Write out, word for word, the first line of the data below and every line after it through the one containing "pub fn len(&self)".

====================

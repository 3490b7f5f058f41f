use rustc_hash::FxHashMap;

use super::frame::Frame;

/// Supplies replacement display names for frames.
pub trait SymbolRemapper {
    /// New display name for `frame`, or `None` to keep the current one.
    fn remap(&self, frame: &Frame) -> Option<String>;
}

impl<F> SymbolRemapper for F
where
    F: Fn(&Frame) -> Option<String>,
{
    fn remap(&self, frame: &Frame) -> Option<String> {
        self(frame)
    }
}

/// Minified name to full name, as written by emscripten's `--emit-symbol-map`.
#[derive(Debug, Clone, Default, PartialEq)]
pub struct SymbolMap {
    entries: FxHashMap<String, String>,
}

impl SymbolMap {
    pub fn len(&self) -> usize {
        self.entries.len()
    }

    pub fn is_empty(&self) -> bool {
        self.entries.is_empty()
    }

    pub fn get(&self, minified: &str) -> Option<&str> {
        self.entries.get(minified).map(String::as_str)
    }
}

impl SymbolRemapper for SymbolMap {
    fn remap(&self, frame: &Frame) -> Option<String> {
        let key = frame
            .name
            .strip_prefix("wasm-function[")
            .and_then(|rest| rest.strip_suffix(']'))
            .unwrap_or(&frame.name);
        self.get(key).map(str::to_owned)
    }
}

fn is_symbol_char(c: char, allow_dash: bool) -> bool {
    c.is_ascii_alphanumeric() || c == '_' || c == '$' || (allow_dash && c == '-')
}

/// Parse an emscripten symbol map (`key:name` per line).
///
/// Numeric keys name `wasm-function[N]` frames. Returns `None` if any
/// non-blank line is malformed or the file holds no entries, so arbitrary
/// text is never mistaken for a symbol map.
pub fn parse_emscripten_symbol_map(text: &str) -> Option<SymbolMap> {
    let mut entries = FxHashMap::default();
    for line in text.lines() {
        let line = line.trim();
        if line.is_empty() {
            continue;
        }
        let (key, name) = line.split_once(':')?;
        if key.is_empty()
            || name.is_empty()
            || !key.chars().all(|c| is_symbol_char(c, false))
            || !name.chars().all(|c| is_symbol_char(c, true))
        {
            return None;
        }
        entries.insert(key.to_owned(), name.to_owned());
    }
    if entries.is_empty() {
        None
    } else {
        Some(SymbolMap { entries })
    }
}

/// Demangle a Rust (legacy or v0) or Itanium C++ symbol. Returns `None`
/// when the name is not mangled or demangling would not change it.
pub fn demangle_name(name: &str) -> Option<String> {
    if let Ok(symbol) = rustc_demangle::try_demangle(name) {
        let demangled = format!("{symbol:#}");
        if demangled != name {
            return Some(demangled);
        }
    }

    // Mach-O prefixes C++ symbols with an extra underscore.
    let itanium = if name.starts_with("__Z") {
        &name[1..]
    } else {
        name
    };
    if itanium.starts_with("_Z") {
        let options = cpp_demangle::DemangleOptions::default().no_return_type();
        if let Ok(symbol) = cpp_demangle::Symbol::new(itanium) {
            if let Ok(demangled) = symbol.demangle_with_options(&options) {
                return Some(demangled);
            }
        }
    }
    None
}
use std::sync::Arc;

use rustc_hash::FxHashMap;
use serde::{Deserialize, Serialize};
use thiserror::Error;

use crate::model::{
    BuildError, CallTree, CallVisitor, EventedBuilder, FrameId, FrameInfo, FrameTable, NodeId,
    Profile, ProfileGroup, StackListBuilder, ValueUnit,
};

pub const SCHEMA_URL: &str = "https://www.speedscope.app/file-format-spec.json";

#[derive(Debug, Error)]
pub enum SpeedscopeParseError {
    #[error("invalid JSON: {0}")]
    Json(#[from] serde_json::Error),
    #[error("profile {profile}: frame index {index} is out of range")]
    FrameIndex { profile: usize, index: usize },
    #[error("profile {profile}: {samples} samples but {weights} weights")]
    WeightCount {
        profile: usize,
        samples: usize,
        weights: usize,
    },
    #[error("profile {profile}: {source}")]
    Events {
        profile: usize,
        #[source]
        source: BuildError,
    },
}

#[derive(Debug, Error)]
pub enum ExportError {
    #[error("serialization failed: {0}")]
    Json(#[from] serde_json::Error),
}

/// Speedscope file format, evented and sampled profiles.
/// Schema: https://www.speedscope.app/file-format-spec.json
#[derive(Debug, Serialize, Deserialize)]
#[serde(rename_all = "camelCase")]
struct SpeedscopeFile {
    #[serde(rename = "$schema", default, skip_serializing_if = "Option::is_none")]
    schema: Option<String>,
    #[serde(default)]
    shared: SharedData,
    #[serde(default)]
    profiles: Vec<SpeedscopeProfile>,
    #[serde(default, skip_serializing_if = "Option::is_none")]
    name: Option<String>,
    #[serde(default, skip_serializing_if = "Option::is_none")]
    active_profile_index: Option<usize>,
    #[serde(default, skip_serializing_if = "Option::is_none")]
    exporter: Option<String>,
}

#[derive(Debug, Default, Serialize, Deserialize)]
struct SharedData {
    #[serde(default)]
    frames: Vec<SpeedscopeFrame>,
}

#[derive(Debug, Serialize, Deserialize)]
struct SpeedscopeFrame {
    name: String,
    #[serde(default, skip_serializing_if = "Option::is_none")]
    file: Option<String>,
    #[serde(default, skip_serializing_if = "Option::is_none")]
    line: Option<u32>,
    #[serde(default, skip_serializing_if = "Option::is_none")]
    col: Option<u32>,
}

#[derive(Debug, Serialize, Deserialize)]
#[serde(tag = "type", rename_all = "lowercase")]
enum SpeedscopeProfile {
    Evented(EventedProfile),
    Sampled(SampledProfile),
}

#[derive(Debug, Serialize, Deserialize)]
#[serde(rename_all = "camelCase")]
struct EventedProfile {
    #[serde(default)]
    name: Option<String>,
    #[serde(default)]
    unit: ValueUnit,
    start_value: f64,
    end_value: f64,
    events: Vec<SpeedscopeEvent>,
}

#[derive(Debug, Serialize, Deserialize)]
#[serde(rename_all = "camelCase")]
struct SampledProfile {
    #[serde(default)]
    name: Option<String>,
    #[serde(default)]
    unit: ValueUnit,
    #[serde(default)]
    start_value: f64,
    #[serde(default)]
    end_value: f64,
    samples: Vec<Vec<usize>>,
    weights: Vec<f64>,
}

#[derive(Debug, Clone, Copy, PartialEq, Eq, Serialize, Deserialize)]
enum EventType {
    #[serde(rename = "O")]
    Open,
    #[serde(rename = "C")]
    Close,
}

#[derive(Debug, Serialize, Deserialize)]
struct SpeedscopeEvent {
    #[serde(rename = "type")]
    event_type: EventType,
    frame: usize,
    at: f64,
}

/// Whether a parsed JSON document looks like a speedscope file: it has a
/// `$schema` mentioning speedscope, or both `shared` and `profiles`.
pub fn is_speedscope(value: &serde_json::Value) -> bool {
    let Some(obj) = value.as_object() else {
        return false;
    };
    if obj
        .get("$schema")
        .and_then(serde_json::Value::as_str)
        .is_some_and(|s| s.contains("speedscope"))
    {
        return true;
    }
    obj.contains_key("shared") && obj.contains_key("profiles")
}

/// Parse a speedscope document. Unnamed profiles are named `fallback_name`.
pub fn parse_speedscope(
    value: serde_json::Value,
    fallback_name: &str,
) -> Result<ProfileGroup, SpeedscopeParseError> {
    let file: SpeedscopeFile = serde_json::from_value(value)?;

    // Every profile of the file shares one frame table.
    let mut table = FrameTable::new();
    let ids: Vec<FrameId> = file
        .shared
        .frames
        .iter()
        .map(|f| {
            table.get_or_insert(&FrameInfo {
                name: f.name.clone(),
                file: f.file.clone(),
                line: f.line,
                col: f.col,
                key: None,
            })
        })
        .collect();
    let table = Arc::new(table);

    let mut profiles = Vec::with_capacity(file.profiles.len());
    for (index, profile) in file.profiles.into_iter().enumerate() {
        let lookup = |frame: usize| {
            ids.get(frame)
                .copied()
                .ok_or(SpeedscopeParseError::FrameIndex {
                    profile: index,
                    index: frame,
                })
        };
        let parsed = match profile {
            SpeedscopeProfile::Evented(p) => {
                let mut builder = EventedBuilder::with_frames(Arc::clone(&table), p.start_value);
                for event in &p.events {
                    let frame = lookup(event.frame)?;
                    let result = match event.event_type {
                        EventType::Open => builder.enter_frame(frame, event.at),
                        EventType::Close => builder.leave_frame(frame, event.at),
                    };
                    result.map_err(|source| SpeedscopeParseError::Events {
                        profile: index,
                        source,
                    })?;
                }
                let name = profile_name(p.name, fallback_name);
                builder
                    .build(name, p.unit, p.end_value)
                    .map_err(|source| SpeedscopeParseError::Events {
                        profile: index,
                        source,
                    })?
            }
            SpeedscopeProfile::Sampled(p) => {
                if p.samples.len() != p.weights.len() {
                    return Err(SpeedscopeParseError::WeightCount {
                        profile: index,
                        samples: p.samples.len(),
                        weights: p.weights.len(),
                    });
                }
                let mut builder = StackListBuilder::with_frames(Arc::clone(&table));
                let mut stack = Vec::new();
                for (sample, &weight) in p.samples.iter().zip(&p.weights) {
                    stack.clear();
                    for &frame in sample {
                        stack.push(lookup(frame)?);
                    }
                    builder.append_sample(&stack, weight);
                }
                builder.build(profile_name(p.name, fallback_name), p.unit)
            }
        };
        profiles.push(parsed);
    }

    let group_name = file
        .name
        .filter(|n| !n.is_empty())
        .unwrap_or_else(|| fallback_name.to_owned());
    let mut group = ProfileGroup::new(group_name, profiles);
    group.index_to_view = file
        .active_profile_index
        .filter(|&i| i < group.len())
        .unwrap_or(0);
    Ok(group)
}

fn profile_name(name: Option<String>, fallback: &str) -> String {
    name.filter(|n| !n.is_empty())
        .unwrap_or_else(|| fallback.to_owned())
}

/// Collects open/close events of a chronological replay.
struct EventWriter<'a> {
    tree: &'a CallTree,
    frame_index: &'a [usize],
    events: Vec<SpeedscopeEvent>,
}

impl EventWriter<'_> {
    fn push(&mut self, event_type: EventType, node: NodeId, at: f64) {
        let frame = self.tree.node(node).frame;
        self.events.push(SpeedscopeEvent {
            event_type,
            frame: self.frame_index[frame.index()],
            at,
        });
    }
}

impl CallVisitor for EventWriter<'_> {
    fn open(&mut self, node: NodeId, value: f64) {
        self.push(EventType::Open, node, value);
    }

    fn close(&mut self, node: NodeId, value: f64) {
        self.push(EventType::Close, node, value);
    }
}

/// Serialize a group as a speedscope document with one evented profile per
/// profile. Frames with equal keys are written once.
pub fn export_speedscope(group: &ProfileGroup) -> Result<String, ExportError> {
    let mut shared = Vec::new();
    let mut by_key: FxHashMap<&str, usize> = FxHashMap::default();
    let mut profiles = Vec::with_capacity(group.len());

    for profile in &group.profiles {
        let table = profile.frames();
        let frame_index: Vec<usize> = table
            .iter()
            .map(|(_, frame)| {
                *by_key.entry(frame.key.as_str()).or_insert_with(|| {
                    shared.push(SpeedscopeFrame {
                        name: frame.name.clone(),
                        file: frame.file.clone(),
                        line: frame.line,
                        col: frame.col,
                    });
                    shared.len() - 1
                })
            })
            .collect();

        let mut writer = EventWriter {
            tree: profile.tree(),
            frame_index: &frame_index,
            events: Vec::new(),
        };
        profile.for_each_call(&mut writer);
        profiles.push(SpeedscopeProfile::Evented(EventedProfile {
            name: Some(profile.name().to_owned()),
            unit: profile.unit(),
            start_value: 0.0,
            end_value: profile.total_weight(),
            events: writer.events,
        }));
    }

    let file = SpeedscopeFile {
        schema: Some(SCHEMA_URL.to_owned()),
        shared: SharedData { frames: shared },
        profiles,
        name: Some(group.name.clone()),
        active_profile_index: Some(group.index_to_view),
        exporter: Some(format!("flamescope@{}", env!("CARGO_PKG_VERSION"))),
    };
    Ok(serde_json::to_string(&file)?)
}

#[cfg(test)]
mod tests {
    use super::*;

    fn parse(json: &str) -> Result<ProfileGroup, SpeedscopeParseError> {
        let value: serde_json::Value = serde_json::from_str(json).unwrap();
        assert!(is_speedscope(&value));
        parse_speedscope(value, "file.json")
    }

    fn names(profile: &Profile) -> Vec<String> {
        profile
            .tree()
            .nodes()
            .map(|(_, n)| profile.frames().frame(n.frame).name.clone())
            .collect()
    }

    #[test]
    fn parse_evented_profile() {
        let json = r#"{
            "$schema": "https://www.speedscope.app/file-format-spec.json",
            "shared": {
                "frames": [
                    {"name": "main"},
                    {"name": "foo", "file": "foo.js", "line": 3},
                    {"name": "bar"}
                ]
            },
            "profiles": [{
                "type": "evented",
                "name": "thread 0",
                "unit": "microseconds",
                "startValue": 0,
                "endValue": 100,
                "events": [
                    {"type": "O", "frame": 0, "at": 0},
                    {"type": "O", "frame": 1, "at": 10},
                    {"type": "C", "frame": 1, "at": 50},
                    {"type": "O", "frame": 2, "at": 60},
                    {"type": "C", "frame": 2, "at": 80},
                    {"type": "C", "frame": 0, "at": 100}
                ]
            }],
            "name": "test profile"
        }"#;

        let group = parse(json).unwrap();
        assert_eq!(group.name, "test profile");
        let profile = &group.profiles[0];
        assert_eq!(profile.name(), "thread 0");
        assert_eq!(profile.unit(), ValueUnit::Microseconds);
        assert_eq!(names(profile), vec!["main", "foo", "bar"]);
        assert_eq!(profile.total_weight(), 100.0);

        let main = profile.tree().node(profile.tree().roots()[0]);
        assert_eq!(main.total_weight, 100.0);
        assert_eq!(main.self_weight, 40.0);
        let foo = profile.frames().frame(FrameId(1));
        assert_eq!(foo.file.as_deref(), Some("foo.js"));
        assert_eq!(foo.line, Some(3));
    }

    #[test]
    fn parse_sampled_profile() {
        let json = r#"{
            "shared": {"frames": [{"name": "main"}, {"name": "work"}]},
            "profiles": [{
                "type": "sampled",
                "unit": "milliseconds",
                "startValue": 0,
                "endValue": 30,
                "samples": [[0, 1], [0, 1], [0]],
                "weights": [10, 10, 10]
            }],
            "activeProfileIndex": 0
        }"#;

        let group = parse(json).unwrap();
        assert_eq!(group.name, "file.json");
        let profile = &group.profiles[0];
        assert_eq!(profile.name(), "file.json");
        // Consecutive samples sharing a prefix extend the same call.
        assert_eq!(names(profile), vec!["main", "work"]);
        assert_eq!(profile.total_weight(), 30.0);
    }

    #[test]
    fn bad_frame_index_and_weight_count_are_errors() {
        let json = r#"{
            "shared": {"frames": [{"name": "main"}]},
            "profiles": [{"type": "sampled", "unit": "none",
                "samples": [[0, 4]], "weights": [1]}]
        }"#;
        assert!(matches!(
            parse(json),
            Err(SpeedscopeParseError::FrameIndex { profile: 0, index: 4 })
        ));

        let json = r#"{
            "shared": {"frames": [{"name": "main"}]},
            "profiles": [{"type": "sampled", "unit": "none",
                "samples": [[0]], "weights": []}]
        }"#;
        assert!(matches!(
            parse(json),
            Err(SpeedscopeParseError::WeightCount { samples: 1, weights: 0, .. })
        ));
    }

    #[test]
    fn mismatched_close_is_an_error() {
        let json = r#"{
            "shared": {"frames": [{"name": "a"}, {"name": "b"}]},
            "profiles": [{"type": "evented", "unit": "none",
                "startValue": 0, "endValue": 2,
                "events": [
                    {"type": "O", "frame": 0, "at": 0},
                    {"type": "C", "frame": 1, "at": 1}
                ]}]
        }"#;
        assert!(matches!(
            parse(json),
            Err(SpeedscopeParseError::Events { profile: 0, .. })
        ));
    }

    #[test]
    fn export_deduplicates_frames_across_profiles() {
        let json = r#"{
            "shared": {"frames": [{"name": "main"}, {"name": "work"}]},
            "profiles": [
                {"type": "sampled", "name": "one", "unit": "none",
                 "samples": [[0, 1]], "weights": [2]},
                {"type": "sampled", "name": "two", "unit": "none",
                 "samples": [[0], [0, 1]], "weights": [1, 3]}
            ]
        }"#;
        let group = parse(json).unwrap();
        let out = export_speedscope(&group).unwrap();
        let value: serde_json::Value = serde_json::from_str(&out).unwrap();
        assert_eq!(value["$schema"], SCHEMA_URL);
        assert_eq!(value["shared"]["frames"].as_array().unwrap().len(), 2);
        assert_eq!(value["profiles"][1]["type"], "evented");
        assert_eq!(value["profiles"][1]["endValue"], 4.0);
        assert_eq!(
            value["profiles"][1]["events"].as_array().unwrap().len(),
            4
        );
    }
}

====================

Task answer
repository 3490b7f5f058f41f
use rustc_hash::FxHashMap;

use super::frame::Frame;

/// Supplies replacement display names for frames.
pub trait SymbolRemapper {
    /// New display name for `frame`, or `None` to keep the current one.
    fn remap(&self, frame: &Frame) -> Option<String>;
}

impl<F> SymbolRemapper for F
where
    F: Fn(&Frame) -> Option<String>,
{
    fn remap(&self, frame: &Frame) -> Option<String> {
        self(frame)
    }
}

/// Minified name to full name, as written by emscripten's `--emit-symbol-map`.
#[derive(Debug, Clone, Default, PartialEq)]
pub struct SymbolMap {
    entries: FxHashMap<String, String>,
}

impl SymbolMap {
    pub fn len(&self) -> usize {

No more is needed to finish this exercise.